CPC (Cost per Click) and attribution in AI advertising are also becoming increasingly complex issues. OpenAI offers both CPM (Cost per Mille) and CPC buying options for ChatGPT ads. However, the challenge lies in attributing value before the click occurs. For instance, AI assistants could influence consumers by answering queries and comparing products before they visit an advertiser’s website.

This results in more difficult attribution as marketers may only see a single referral click or no click at all if the transaction occurs within the AI platform. This raises another question: should AI platforms receive credit for generating clicks or influencing decisions that lead to purchases?

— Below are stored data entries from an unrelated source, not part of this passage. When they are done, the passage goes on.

impl TagTable {
    /// Empty table: no handlers, no known tags, no defaults.
    pub fn new() -> Self {
        Self {
            first: IndexMap::new(),
            main: IndexMap::new(),
            known: HashSet::new(),
            default_first: None,
            default_main: None,
        }
    }

    /// Table with the built-in template tags registered: `DATA` and
    /// `INCLUDE` in the first pass; `DATA`, `PROCESS`, `METHOD` and
    /// `ELEMENT` in the main pass; implicit datablock registration as
    /// the first-pass default.
    pub fn with_builtins() -> Self {
        let mut table = Self::new();
        table.register(Phase::FirstPass, DATA_TAG, Box::new(handle_data_first));
        table.register(Phase::FirstPass, "include", Box::new(handle_include_first));
        table.register(Phase::MainPass, DATA_TAG, Box::new(handle_data_main));
        table.register(Phase::MainPass, "process", Box::new(handle_process_main));
        table.register(Phase::MainPass, "method", Box::new(handle_method_main));
        table.register(Phase::MainPass, "element", Box::new(handle_element_main));
        table.set_default(Phase::FirstPass, Box::new(handle_implicit_datablock));
        table
    }

    /// Bind a handler to a tag in one phase. The tag becomes known to
    /// both phases.
    pub fn register(&mut self, phase: Phase, tag: &str, handler: TagHandler) {
        let tag = tag.to_ascii_lowercase();
        self.known.insert(tag.clone());
        match phase {
            Phase::FirstPass => self.first.insert(tag, handler),
            Phase::MainPass => self.main.insert(tag, handler),
        };
    }

    /// Mark a tag as known without binding a handler. Known tags are
    /// skipped instead of falling through to the default handler.
    pub fn mark_known(&mut self, tag: &str) {
        self.known.insert(tag.to_ascii_lowercase());
    }

    /// Set the fallback handler for unknown tags in one phase.
    pub fn set_default(&mut self, phase: Phase, handler: TagHandler) {
        match phase {
            Phase::FirstPass => self.default_first = Some(handler),
            Phase::MainPass => self.default_main = Some(handler),
        }
    }

    fn table(&self, phase: Phase) -> &IndexMap<String, TagHandler> {
        match phase {
            Phase::FirstPass => &self.first,
            Phase::MainPass => &self.main,
        }
    }

    fn default(&self, phase: Phase) -> Option<&TagHandler> {
        match phase {
            Phase::FirstPass => self.default_first.as_ref(),
            Phase::MainPass => self.default_main.as_ref(),
        }
    }

    /// Process the children of `node` depth-first in one phase,
    /// mutating the tree in place.
    pub fn process(
        &self,
        phase: Phase,
        cx: &mut TagContext<'_>,
        node: NodeId,
    ) -> Result<(), TemplateError> {
        let children = cx.doc.tree().children(node).to_vec();
        for child in children {
            if !cx.doc.tree().is_element(child) {
                continue;
            }
            let tag = cx
                .doc
                .tree()
                .name(child)
                .unwrap_or_default()
                .to_ascii_lowercase();

            let action = if let Some(handler) = self.table(phase).get(&tag) {
                Action::Apply(handler(self, cx, child)?)
            } else if self.known.contains(&tag) {
                Action::Skip
            } else if let Some(default) = self.default(phase) {
                Action::Apply(default(self, cx, child)?)
            } else {
                Action::Recurse
            };

            match action {
                Action::Skip => {}
                Action::Recurse | Action::Apply(HandlerValue::Keep) => {
                    self.process(phase, cx, child)?;
                }
                Action::Apply(value) => apply(cx, child, value),
            }
        }
        Ok(())
    }

    /// Clone a named datablock and run the main pass over the clone.
    /// Returns the clone's root; the stored original is never mutated
    /// by rendering.
    pub fn processed_data(
        &self,
        cx: &mut TagContext<'_>,
        name: &str,
    ) -> Result<NodeId, TemplateError> {
        let block = cx
            .doc
            .get_data(name)
            .ok_or_else(|| TemplateError::MissingDatablock {
                name: name.to_string(),
                file: cx.doc.file().to_string(),
            })?;
        if cx.depth >= MAX_PROCESS_DEPTH {
            return Err(TemplateError::RecursionLimit {
                name: name.to_string(),
                file: cx.doc.file().to_string(),
            });
        }
        let clone = cx.doc.tree_mut().clone_subtree(block);
        cx.depth += 1;
        let result = self.process(Phase::MainPass, cx, clone);
        cx.depth -= 1;
        result?;
        Ok(clone)
    }
}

The quality of product data will become increasingly important as AI assistants are integrated into product discovery. Brands must ensure their product feeds contain accurate information on aspects such as pricing and specifications, equipping AI systems with improved insights for comparing or recommending products.

Amazon has already demonstrated the importance of product data in its shopping assistant, Alexa for Shopping (formerly Rufus). Using Amazon’s product catalogue alongside conversational context, Alexa For Shopping can answer questions about products, compare options, and make recommendations. According to Amazon, ‘Rufus is an expert shopping assistant trained on Amazon’s product catalogue and information from across the web.’

Startup company Gravity is reportedly working with Best Buy and Target to develop an agent-to-agent advertising system where AI agents exchange product recommendations using real-time catalogues from advertisers. Gravity co-founder Zach Oldham noted that this system ‘helps enrich the buying decision.’

The integration of AI assistants into marketing raises concerns about brand-safety risks, particularly when it comes to AI-generated answers. It’s possible for an AI assistant to misrepresent a product or provide inaccurate information alongside an ad, creating new challenges for marketers.

A study examining 55,393 Google searches found that over 11% of claims made in AI summaries were unsupported by their cited sources. This suggests even credible sources may not guarantee accurate AI-generated summaries. Brands face the concern of having less control over how their businesses are represented through AI assistants.

As AI agents begin to interact with other agents on behalf of businesses, marketers will have limited visibility into how recommendations are made. This raises questions and concerns around transparency and accountability in agent-to-agent advertising.

A paper titled ‘Auditable Agents’ looked at distinguishing accountability from auditability. The research argues that no agent system can be accountable without auditability, identifying five requirements: action recoverability, lifecycle coverage, policy checkability, responsibility attribution, and evidence integrity.

If AI agents make advertising decisions, marketers must understand why a certain product was recommended, what influenced this decision, and who is ultimately responsible if something goes wrong. This requires more detailed oversight into how those systems operate.

AI governance has become an essential business priority for organizations looking to scale their use of AI while managing associated risks. Companies with robust frameworks and oversight in place are better positioned to adopt AI responsibly.